ACTIVITY >> Print out each entry below exactly, please.

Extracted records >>
use std::fmt::{Debug, Display};
use std::hash::Hash;
use std::iter::{Product, Sum};
use std::ops::{Add, AddAssign, Mul, MulAssign, Neg, Sub, SubAssign};

use num::BigUint;
use rand::rngs::OsRng;
use rand::Rng;

/// Sampling of values uniformly at random, for test fixtures and benchmarking-style setup code.
/// Never used by the prover/verifier themselves, which derive everything from the sponge.
pub trait Sample: Sized {
    fn sample<R: Rng + ?Sized>(rng: &mut R) -> Self;

    #[inline]
    fn rand() -> Self {
        Self::sample(&mut OsRng)
    }

    fn rand_vec(n: usize) -> Vec<Self> {
        (0..n).map(|_| Self::rand()).collect()
    }
}

/// An iterator over the powers of a base element: `b^0, b^1, b^2, ...`.
#[derive(Clone, Debug)]
pub struct Powers<F: Field> {
    base: F,
    current: F,
}

impl<F: Field> Iterator for Powers<F> {
    type Item = F;

    fn next(&mut self) -> Option<F> {
        let result = self.current;
        self.current *= self.base;
        Some(result)
    }
}

/// A prime field `F_p`, parameterized by its concrete representation.
///
/// Implementations provide `Goldilocks` (`p = 2^64 - 2^32 + 1`, the reference target),
/// `BabyBear` (`p = 2^31 - 2^27 + 1`), and `Small193` (the toy `p = 193` field used in tests).
pub trait Field:
    'static
    + Copy
    + Clone
    + Eq
    + Hash
    + Debug
    + Display
    + Default
    + Sample
    + Neg<Output = Self>
    + Add<Self, Output = Self>
    + AddAssign<Self>
    + Sub<Self, Output = Self>
    + SubAssign<Self>
    + Mul<Self, Output = Self>
    + MulAssign<Self>
    + Sum
    + Product
{
    const ZERO: Self;
    const ONE: Self;
    const TWO: Self;
    const NEG_ONE: Self;

    /// Prime modulus of the field.
    const ORDER: u64;

    /// The 2-adicity of `F_p^*`, i.e. the largest `k` such that `2^k | (p - 1)`.
    const TWO_ADICITY: usize;

    /// Generator of the full multiplicative group `F_p^*`.
    const MULTIPLICATIVE_GROUP_GENERATOR: Self;

    /// Generator of the multiplicative subgroup of order `2^TWO_ADICITY`.
    const POWER_OF_TWO_GENERATOR: Self;

    #[inline]
    fn is_zero(&self) -> bool {
        *self == Self::ZERO
    }

    #[inline]
    fn is_one(&self) -> bool {
        *self == Self::ONE
    }

    /// Multiplicative inverse, or `None` for zero.
    fn try_inverse(&self) -> Option<Self>;

    fn inverse(&self) -> Self {
        self.try_inverse().expect("tried to invert zero")
    }

    /// Returns `n`, assumed already reduced (`n < ORDER`).
    fn from_canonical_u64(n: u64) -> Self;

    /// Returns the canonical representative of `self` as an integer in `[0, ORDER)`.
    fn to_canonical_u64(&self) -> u64;

    fn exp_u64(&self, power: u64) -> Self {
        let mut current = *self;
        let mut product = Self::ONE;
        let mut p = power;
        while p > 0 {
            if p & 1 != 0 {
                product *= current;
            }
            current *= current;
            p >>= 1;
        }
        product
    }

    /// The generator of `F_p^*`, also called `primitive_element`.
    fn primitive_element() -> Self {
        Self::MULTIPLICATIVE_GROUP_GENERATOR
    }

    /// A primitive `n`-th root of unity, for `n` a power of two dividing `ORDER - 1`.
    fn primitive_root_of_unity(n: usize) -> Self {
        assert!(stark_util::is_pow2(n), "subgroup order must be a power of two: {n}");
        let n_log = stark_util::log2_strict(n);
        assert!(
            n_log <= Self::TWO_ADICITY,
            "no subgroup of order {n} in this field (two-adicity is {})",
            Self::TWO_ADICITY
        );
        let mut base = Self::POWER_OF_TWO_GENERATOR;
        for _ in 0..(Self::TWO_ADICITY - n_log) {
            base *= base;
        }
        base
    }

    fn powers(&self) -> Powers<Self> {
        Powers {
            base: *self,
            current: Self::ONE,
        }
    }

    /// Uniformly samples a field element from an arbitrary-length byte string, by treating the
    /// bytes as a big-endian integer accumulator and reducing modulo `ORDER`.
    fn from_be_bytes_mod_order(bytes: &[u8]) -> Self {
        let n = BigUint::from_bytes_be(bytes);
        let reduced = n % BigUint::from(Self::ORDER);
        let digits = reduced.to_u64_digits();
        Self::from_canonical_u64(digits.first().copied().unwrap_or(0))
    }
}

FINAL ANSWER >>
use std::fmt::{Debug, Display};
use std::hash::Hash;
use std::iter::{Product, Sum};
use std::ops::{Add, AddAssign, Mul, MulAssign, Neg, Sub, SubAssign};

use num::BigUint;
use rand::rngs::OsRng;
use rand::Rng;

/// Sampling of values uniformly at random, for test fixtures and benchmarking-style setup code.
/// Never used by the prover/verifier themselves, which derive everything from the sponge.
pub trait Sample: Sized {
    fn sample<R: Rng + ?Sized>(rng: &mut R) -> Self;

    #[inline]
    fn rand() -> Self {
        Self::sample(&mut OsRng)
    }

    fn rand_vec(n: usize) -> Vec<Self> {
        (0..n).map(|_| Self::rand()).collect()
    }
}

/// An iterator over the powers of a base element: `b^0, b^1, b^2, ...`.
#[derive(Clone, Debug)]
pub struct Powers<F: Field> {
    base: F,
    current: F,
}

impl<F: Field> Iterator for Powers<F> {
    type Item = F;

    fn next(&mut self) -> Option<F> {
        let result = self.current;
        self.current *= self.base;
        Some(result)
    }
}

/// A prime field `F_p`, parameterized by its concrete representation.
///
/// Implementations provide `Goldilocks` (`p = 2^64 - 2^32 + 1`, the reference target),
/// `BabyBear` (`p = 2^31 - 2^27 + 1`), and `Small193` (the toy `p = 193` field used in tests).
pub trait Field:
    'static
    + Copy
    + Clone
    + Eq
    + Hash
    + Debug
    + Display
    + Default
    + Sample
    + Neg<Output = Self>
    + Add<Self, Output = Self>
    + AddAssign<Self>
    + Sub<Self, Output = Self>
    + SubAssign<Self>
    + Mul<Self, Output = Self>
    + MulAssign<Self>
    + Sum
    + Product
{
    const ZERO: Self;
    const ONE: Self;
    const TWO: Self;
    const NEG_ONE: Self;

    /// Prime modulus of the field.
    const ORDER: u64;

    /// The 2-adicity of `F_p^*`, i.e. the largest `k` such that `2^k | (p - 1)`.
    const TWO_ADICITY: usize;

    /// Generator of the full multiplicative group `F_p^*`.
    const MULTIPLICATIVE_GROUP_GENERATOR: Self;

    /// Generator of the multiplicative subgroup of order `2^TWO_ADICITY`.
    const POWER_OF_TWO_GENERATOR: Self;

    #[inline]
    fn is_zero(&self) -> bool {
        *self == Self::ZERO
    }

    #[inline]
    fn is_one(&self) -> bool {
        *self == Self::ONE
    }

    /// Multiplicative inverse, or `None` for zero.
    fn try_inverse(&self) -> Option<Self>;

    fn inverse(&self) -> Self {
        self.try_inverse().expect("tried to invert zero")
    }

    /// Returns `n`, assumed already reduced (`n < ORDER`).
    fn from_canonical_u64(n: u64) -> Self;

    /// Returns the canonical representative of `self` as an integer in `[0, ORDER)`.
    fn to_canonical_u64(&self) -> u64;

    fn exp_u64(&self, power: u64) -> Self {
        let mut current = *self;
        let mut product = Self::ONE;
        let mut p = power;
        while p > 0 {
            if p & 1 != 0 {
                product *= current;
            }
            current *= current;
            p >>= 1;
        }
        product
    }

    /// The generator of `F_p^*`, also called `primitive_element`.
    fn primitive_element() -> Self {
        Self::MULTIPLICATIVE_GROUP_GENERATOR
    }

    /// A primitive `n`-th root of unity, for `n` a power of two dividing `ORDER - 1`.
    fn primitive_root_of_unity(n: usize) -> Self {
        assert!(stark_util::is_pow2(n), "subgroup order must be a power of two: {n}");
        let n_log = stark_util::log2_strict(n);
        assert!(
            n_log <= Self::TWO_ADICITY,
            "no subgroup of order {n} in this field (two-adicity is {})",
            Self::TWO_ADICITY
        );
        let mut base = Self::POWER_OF_TWO_GENERATOR;
        for _ in 0..(Self::TWO_ADICITY - n_log) {
            base *= base;
        }
        base
    }

    fn powers(&self) -> Powers<Self> {
        Powers {
            base: *self,
            current: Self::ONE,
        }
    }

    /// Uniformly samples a field element from an arbitrary-length byte string, by treating the
    /// bytes as a big-endian integer accumulator and reducing modulo `ORDER`.
    fn from_be_bytes_mod_order(bytes: &[u8]) -> Self {
        let n = BigUint::from_bytes_be(bytes);
        let reduced = n % BigUint::from(Self::ORDER);
        let digits = reduced.to_u64_digits();
        Self::from_canonical_u64(digits.first().copied().unwrap_or(0))
    }
}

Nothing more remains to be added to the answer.